Ein recht düsteres Zukunftsbild für die Taxibranche der Bundeshauptstadt malte (ab Minute 3:50) Richard Leipold, Erster Vorsitzender der Berliner Taxivereinigung e. V. (BTV). Ein großes Problem resultiert seiner Einschätzung nach aus dem kleinen Wörtchen „kann“ in den Paragraphen 51 und 51 a des novellierten Personenbeförderungsgesetzes (PBefG). So geben einzelne Kann-Bestimmungen den Genehmigungsbehörden die Möglichkeit, Kontingentierungen und Tarifkorridore festzulegen.
Hamburg werde aufgrund seiner funktionierenden Politik und funktionierender Genehmigungsbehörden damit geringe Schwierigkeiten haben.
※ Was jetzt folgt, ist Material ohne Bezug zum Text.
//! embassy-sync 封装
//!
//! 统一使用 CriticalSectionRawMutex，单核/双核 ESP32-S3 与主机测试
//! (critical-section std 实现) 行为一致。

use embassy_sync::{blocking_mutex::raw::CriticalSectionRawMutex, signal::Signal};

/// 临界区信号 - 只保留最后一个值
///
/// 定时器服务用它接收"重新布防"通知: 多次布防只需唤醒一次。
///
/// # Example
/// ```ignore
/// static KICK: CriticalSignal<()> = CriticalSignal::new();
///
/// // 中断中
/// KICK.signal(());
///
/// // 服务任务中
/// KICK.wait().await;
/// ```
pub type CriticalSignal<T> = Signal<CriticalSectionRawMutex, T>;

/// 在临界区中执行闭包
///
/// 禁用中断确保原子性，适用于非常短的操作
///
/// # Warning
/// 临界区内不能执行任何异步操作或长时间计算
#[inline]
pub fn with_critical_section<R, F>(f: F) -> R
where
    F: FnOnce(critical_section::CriticalSection) -> R,
{
    critical_section::with(f)
}
//! 串口诊断任务: 每个加热等级输出一行

use core::fmt::Write;

use heapless::String;

use crate::hw::SerialPort;
use crate::registry::Registry;
use crate::tasks::tags::UART_CONTROLLER_TAG;
use crate::tasks::HeatingLevel;
use crate::util::log::*;

pub async fn step<P: SerialPort + Send + 'static>(registry: &Registry<P>) -> HeatingLevel {
    let level = registry.uart_level_queue().receive().await;

    let mut line: String<32> = String::new();
    if write!(line, "Heating level: {}\r\n", level).is_err() {
        log_warn!("Uart line truncated");
    }

    registry
        .uart()
        .lock_with(UART_CONTROLLER_TAG, |uart| uart.send_str(&line))
        .await;
    level
}

/// 任务入口
pub async fn run<P: SerialPort + Send + 'static>(registry: &'static Registry<P>) -> ! {
    log_info!("Uart task started");
    loop {
        step(registry).await;
    }
}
In Berlin mit seiner „unwilligen“ Behörde sehe es jedoch ganz anders aus: Egal, wie viele Prozesse man gewinne und wie viele Rechtsverstöße durch digitale Plattformanbieter man belege, die Zahl der Mietwagen wachse unaufhörlich und werde demnächst die Zahl von 5.000 erreichen.
„Das Wort ‚kann’ macht uns also erhebliche Schwierigkeiten, weil es bedeutet, dass die Genehmigungsbehörden nicht verpflichtet sind, bestimmte Maßnahmen einzuleiten, die notwendig wären, um das Überleben des Taxengewerbes zu gewährleisten“, so Leipold. Der Hauptgrund für den Erfolg der Plattformanbieter liegt nach Leipolds Ansicht darin, dass sie das Taxigewerbe systematisch preislich unterbieten – was bei weitgehender Einhaltung rechtlicher Regeln wie Umsatzsteuergesetz und Arbeitsrecht gar nicht möglich sei (was er anhand einer Beispielrechnung belegt hat, die in der kommenden Printausgabe der Taxi Times Berlin behandelt wird). Die Angebote der Plattformanbieter könnten folglich nicht im Rahmen der Legalität liegen.
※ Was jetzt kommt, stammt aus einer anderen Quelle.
//! 优先级继承互斥锁
//!
//! 保护串口。持有者只在输出一条消息期间持锁。高优先级任务在锁上
//! 等待时，持有者的有效优先级被抬高到等待者中的最高值，释放时恢复
//! 为基础优先级，并唤醒有效优先级最高的等待者。
//!
//! 启动阶段调度器尚未运行，诊断输出以 [`Owner::Boot`] 身份持锁，
//! 不参与优先级继承。
//!
//! 执行器层级不能随继承的优先级迁移，任务代码经 [`PiMutex::lock_with`]
//! 访问: 获取、访问、释放在同一个临界区内完成 (立即天花板)，持有者
//! 在持锁期间不会被任何执行器抢占。

use core::cell::{RefCell, UnsafeCell};
use core::future::Future;
use core::ops::{Deref, DerefMut};
use core::pin::Pin;
use core::task::{Context, Poll, Waker};

use embassy_sync::blocking_mutex::raw::CriticalSectionRawMutex;
use embassy_sync::blocking_mutex::Mutex;

use crate::config::TASK_COUNT;
use crate::fault::{fatal, Fault};
use crate::kernel::{PriorityTable, TaskTag};
use crate::sync::with_critical_section;
use crate::util::log::*;

/// 锁的持有者
#[derive(Debug, Clone, Copy, PartialEq, Eq)]
#[cfg_attr(feature = "defmt", derive(defmt::Format))]
pub enum Owner {
    /// 空闲
    Free,
    /// 启动代码 (调度器启动前)
    Boot,
    /// 任务
    Task(TaskTag),
}

struct LockState {
    owner: Owner,
    /// 等待者位图 (以任务标签为位)
    waiting: u32,
    wakers: [Option<Waker>; TASK_COUNT],
}

fn waiter_bit(who: TaskTag) -> u32 {
    if who.index() >= TASK_COUNT {
        fatal(Fault::UnknownTag(who));
    }
    1u32 << who.index()
}

impl LockState {
    fn waiters(&self) -> impl Iterator<Item = TaskTag> + '_ {
        (0..TASK_COUNT as u8)
            .filter(move |bit| self.waiting & (1u32 << *bit) != 0)
            .map(TaskTag::new)
    }
}

/// 优先级继承互斥锁
pub struct PiMutex<T> {
    state: Mutex<CriticalSectionRawMutex, RefCell<LockState>>,
    priorities: &'static PriorityTable,
    value: UnsafeCell<T>,
}

// Safety: 对 value 的访问只经过 PiGuard，而 PiGuard 的存在由 owner 保证唯一
unsafe impl<T: Send> Sync for PiMutex<T> {}

impl<T> PiMutex<T> {
    /// 创建互斥锁
    pub const fn new(value: T, priorities: &'static PriorityTable) -> Self {
        Self {
            state: Mutex::new(RefCell::new(LockState {
                owner: Owner::Free,
                waiting: 0,
                wakers: [const { None }; TASK_COUNT],
            })),
            priorities,
            value: UnsafeCell::new(value),
        }
    }

    /// 以任务身份加锁
    pub fn lock(&self, who: TaskTag) -> LockFuture<'_, T> {
        LockFuture { mutex: self, who }
    }

    /// 等待加锁，并在获取锁的同一临界区内执行 `f` 后立即释放
    ///
    /// `f` 运行时中断被屏蔽，不能阻塞。
    pub fn lock_with<F, R>(&self, who: TaskTag, f: F) -> LockWith<'_, T, F>
    where
        F: FnOnce(&mut T) -> R,
    {
        LockWith {
            mutex: self,
            who,
            f: Some(f),
        }
    }

    /// 非阻塞加锁
    pub fn try_lock(&self, who: TaskTag) -> Option<PiGuard<'_, T>> {
        self.acquire(Owner::Task(who))
    }

    /// 启动阶段加锁，不参与优先级继承
    pub fn try_lock_unowned(&self) -> Option<PiGuard<'_, T>> {
        self.acquire(Owner::Boot)
    }

    /// 当前持有者
    pub fn holder(&self) -> Owner {
        self.state.lock(|s| s.borrow().owner)
    }

    /// 独占访问 (无需加锁)
    pub fn get_mut(&mut self) -> &mut T {
        self.value.get_mut()
    }

    fn acquire(&self, owner: Owner) -> Option<PiGuard<'_, T>> {
        self.state.lock(|s| {
            let mut s = s.borrow_mut();
            if s.owner != Owner::Free {
                return None;
            }
            s.owner = owner;
            Some(PiGuard { mutex: self })
        })
    }

    fn poll_lock(&self, who: TaskTag, cx: &mut Context<'_>) -> Poll<PiGuard<'_, T>> {
        let bit = waiter_bit(who);
        self.state.lock(|s| {
            let mut s = s.borrow_mut();
            let owner = s.owner;
            match owner {
                Owner::Free => {
                    s.owner = Owner::Task(who);
                    s.waiting &= !bit;
                    if let Some(slot) = s.wakers.get_mut(who.index()) {
                        *slot = None;
                    }
                    // 仍有等待者: 新持有者立即继承
                    let ceiling = s.waiters().map(|t| self.priorities.effective(t)).max();
                    if let Some(ceiling) = ceiling {
                        self.priorities.inherit(who, ceiling);
                    }
                    Poll::Ready(PiGuard { mutex: self })
                }
                _ => {
                    s.waiting |= bit;
                    if let Some(slot) = s.wakers.get_mut(who.index()) {
                        let stale = slot.as_ref().map_or(true, |w| !w.will_wake(cx.waker()));
                        if stale {
                            *slot = Some(cx.waker().clone());
                        }
                    }
                    if let Owner::Task(holder) = owner {
                        if holder != who && self.priorities.inherit(holder, self.priorities.effective(who)) {
                            log_debug!(
                                "Priority inheritance: tag {} -> {}",
                                holder.raw(),
                                self.priorities.effective(holder)
                            );
                        }
                    }
                    Poll::Pending
                }
            }
        })
    }

    fn release(&self) {
        self.state.lock(|s| {
            let mut s = s.borrow_mut();
            if let Owner::Task(holder) = s.owner {
                self.priorities.restore(holder);
            }
            s.owner = Owner::Free;
            self.wake_highest(&mut s);
        });
    }

    fn wake_highest(&self, s: &mut LockState) {
        let next = s
            .waiters()
            .max_by_key(|t| (self.priorities.effective(*t), core::cmp::Reverse(t.raw())));
        if let Some(next) = next {
            if let Some(waker) = s.wakers.get_mut(next.index()).and_then(Option::take) {
                waker.wake();
            }
        }
    }

    fn cancel(&self, who: TaskTag) {
        self.state.lock(|s| {
            let mut s = s.borrow_mut();
            let bit = waiter_bit(who);
            if s.waiting & bit == 0 {
                return;
            }
            s.waiting &= !bit;
            let taken = s.wakers.get_mut(who.index()).and_then(Option::take);
            // 被放弃的等待可能已经收到了唤醒，转交给下一个
            if taken.is_none() && s.owner == Owner::Free {
                self.wake_highest(&mut s);
            }
        });
    }
}

/// `lock` 返回的 future，被丢弃时撤销等待
pub struct LockFuture<'a, T> {
    mutex: &'a PiMutex<T>,
    who: TaskTag,
}

impl<'a, T> Future for LockFuture<'a, T> {
    type Output = PiGuard<'a, T>;

    fn poll(self: Pin<&mut Self>, cx: &mut Context<'_>) -> Poll<Self::Output> {
        self.mutex.poll_lock(self.who, cx)
    }
}

impl<T> Drop for LockFuture<'_, T> {
    fn drop(&mut self) {
        self.mutex.cancel(self.who);
    }
}

/// `lock_with` 返回的 future，被丢弃时撤销等待
pub struct LockWith<'a, T, F> {
    mutex: &'a PiMutex<T>,
    who: TaskTag,
    f: Option<F>,
}

// 没有结构性固定的字段
impl<T, F> Unpin for LockWith<'_, T, F> {}

impl<T, F, R> Future for LockWith<'_, T, F>
where
    F: FnOnce(&mut T) -> R,
{
    type Output = R;

    fn poll(self: Pin<&mut Self>, cx: &mut Context<'_>) -> Poll<R> {
        let this = self.get_mut();
        let Some(f) = this.f.take() else {
            fatal(Fault::PolledAfterCompletion)
        };
        with_critical_section(|_| match this.mutex.poll_lock(this.who, cx) {
            // 守卫在临界区结束前释放
            Poll::Ready(mut guard) => Poll::Ready(f(&mut *guard)),
            Poll::Pending => {
                this.f = Some(f);
                Poll::Pending
            }
        })
    }
}

impl<T, F> Drop for LockWith<'_, T, F> {
    fn drop(&mut self) {
        if self.f.is_some() {
            self.mutex.cancel(self.who);
        }
    }
}

/// 锁守卫，离开作用域时释放
pub struct PiGuard<'a, T> {
    mutex: &'a PiMutex<T>,
}

impl<T> Deref for PiGuard<'_, T> {
    type Target = T;

    fn deref(&self) -> &T {
        // Safety: 守卫存在期间独占
        unsafe { &*self.mutex.value.get() }
    }
}

impl<T> DerefMut for PiGuard<'_, T> {
    fn deref_mut(&mut self) -> &mut T {
        // Safety: 守卫存在期间独占
        unsafe { &mut *self.mutex.value.get() }
    }
}

impl<T> Drop for PiGuard<'_, T> {
    fn drop(&mut self) {
        self.mutex.release();
    }
}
Als Folge rechnet Leipold mit dem Verschwinden des über 100 Jahre alten Taxigewerbes. Seine Konkurrenzunfähigkeit resultiere nicht aus der Corona-Krise, sondern sei ein strukturelles, systemisches Problem. Durch die Vorteile gegenüber dem Taxigewerbe – nicht vorhandene Betriebspflicht, Beförderungspflicht und Tarifpflicht – würden die Plattformanbieter das Taxigewerbe weiterhin durch Rosinenpickerei kannibalisieren, um sich nach dessen Verschwinden vom Markt einen erbitterten Konkurrenzkampf zu liefern.
Die PBefG-Novelle sei somit nicht unbedingt als Fortschritt anzusehen, sondern bedeute in Berlin eher den Todesstoß des Taxigewerbes. Der Grund: Die hiesige Genehmigungsbehörde, das Landesamt für Bürger- und Ordnungsangelegenheiten (LABO) wäre in der Lage, zu sehen, was in Berlin passiert, doch sei der Wille, darauf zu reagieren, leider nicht erkennbar. Leipold zitierte den Oberbürgermeister einer westdeutschen Stadt, wenn man die Landesgrenze nach Berlin überschreite, verlasse man den funktionierenden Teil Deutschlands. Dass dieses Nichtfunktionieren nur am fehlenden Willen der Verwaltung bzw. der Politik liegt, zeige das Beispiel Hamburg, wo das Mietwagengewerbe funktionierend unter Kontrolle gehalten werde.
Dass die PBefG-Novelle dünn besiedelten, ländlichen Regionen gänzlich andere Probleme bereitet als einer Großstadt, erläuterte (ab Minute 9:25) Martin Kammer, Hauptgeschäftsführer des Landesverbandes Thüringen des Verkehrsgewerbes e. V., der auch das Taxigewerbe von Sachsen-Anhalt vertritt. In beiden Bundesländern gibt es nur jeweils zwei Großstädte, und dünner besiedelt sind nur Mecklenburg-Vorpommern und Brandenburg.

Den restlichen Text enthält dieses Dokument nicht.